Milford's histories tell much about the founders and how they settled in Milford almost 375 years ago.

 “On Feb. 12, 1639, Edmund Tapp, William Fowler, Benjamin Fenn, Zachariah Whitman, and Alexander Bryan from New Haven, journeyed to the Wepawaug and purchased land from Ansantawae, a sachem of the Paugusset Indians who had a village on the banks of the river,” according to History of Milford, Connecticut.

The price was six coats, 10 blankets, one kettle, 12 hatchets, 12 hoes, two dozen knives, and a dozen small mirrors.

So goes the history that is recounted in the book History of Milford, Connecticut.

Gregory said there is much planning to be done.

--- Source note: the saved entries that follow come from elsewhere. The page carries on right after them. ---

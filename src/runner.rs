//! One dispatch-and-execute cycle.

use tokio_util::sync::CancellationToken;

use crate::{
    api::ApiHandler,
    catalog::Catalog,
    dispatch::{DispatcherBuilder, WeightedDispatcher},
    settings::{ProbabilitySettings, SearchSettings},
    workers::{LoadRandomMovieWorker, UpdateImagesWorker, UpdateMovieWorker, Worker},
    LoaderError, Result,
};

/// Registers the three loader workers with their configured weights.
///
/// Fails before any dispatch when the weights are out of range or do not
/// sum to 1.
pub fn worker_dispatcher(
    builder: DispatcherBuilder<dyn Worker>,
    api: &ApiHandler,
    catalog: &Catalog,
    probabilities: &ProbabilitySettings,
    search: &SearchSettings,
) -> Result<WeightedDispatcher<dyn Worker>> {
    let (load_api, load_catalog, search) = (api.clone(), catalog.clone(), search.clone());
    let (update_api, update_catalog) = (api.clone(), catalog.clone());
    let (images_api, images_catalog) = (api.clone(), catalog.clone());

    builder
        .register(LoadRandomMovieWorker::NAME, probabilities.load_movie, move || {
            Box::new(LoadRandomMovieWorker::new(
                load_api.clone(),
                load_catalog.clone(),
                search.clone(),
            ))
        })?
        .register(UpdateMovieWorker::NAME, probabilities.update_movie, move || {
            Box::new(UpdateMovieWorker::new(update_api.clone(), update_catalog.clone()))
        })?
        .register(UpdateImagesWorker::NAME, probabilities.update_images, move || {
            Box::new(UpdateImagesWorker::new(images_api.clone(), images_catalog.clone()))
        })?
        .build()
}

/// Picks one worker per cycle and runs it.
#[derive(Debug)]
pub struct PollingLoop {
    dispatcher: WeightedDispatcher<dyn Worker>,
}

impl PollingLoop {
    pub fn new(dispatcher: WeightedDispatcher<dyn Worker>) -> Self {
        Self { dispatcher }
    }

    /// Runs one cycle. Returns the worker's outcome; `false` is a no-op.
    ///
    /// A token cancelled before dispatch yields [`LoaderError::Cancelled`]
    /// without selecting a worker.
    pub async fn run_once(&mut self, cancel: &CancellationToken) -> Result<bool> {
        if cancel.is_cancelled() {
            return Err(LoaderError::Cancelled);
        }

        let (name, worker) = self.dispatcher.create_named()?;
        tracing::info!(worker = name, "dispatching");

        let outcome = worker.run(cancel).await;
        match &outcome {
            Ok(done) => tracing::info!(worker = worker.name(), done = *done, "cycle finished"),
            Err(err) => tracing::warn!(worker = worker.name(), error = %err, "cycle failed"),
        }
        outcome
    }
}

"We want to thank Mayor Blake for bringing this group of volunteers together to plan the celebration for our great community," Gregory said. "After months of planning — and with the Board of Aldermen's recent approval  — we are now ready to start the 2014 Milford 375th Anniversary Celebration."

The committee is continuing to lock down specific dates and locations for events, which will include a gala in early spring, leading into Celebration Week beginning Monday, June 9, and ending with a parade on June 15.

Although Celebration Week will be the anniversary highlight — complete with fireworks and pomp — additional special events will take place throughout the year. The First Church, the Milford Historical Society and many other community groups will host festivities that commemorate the anniversary.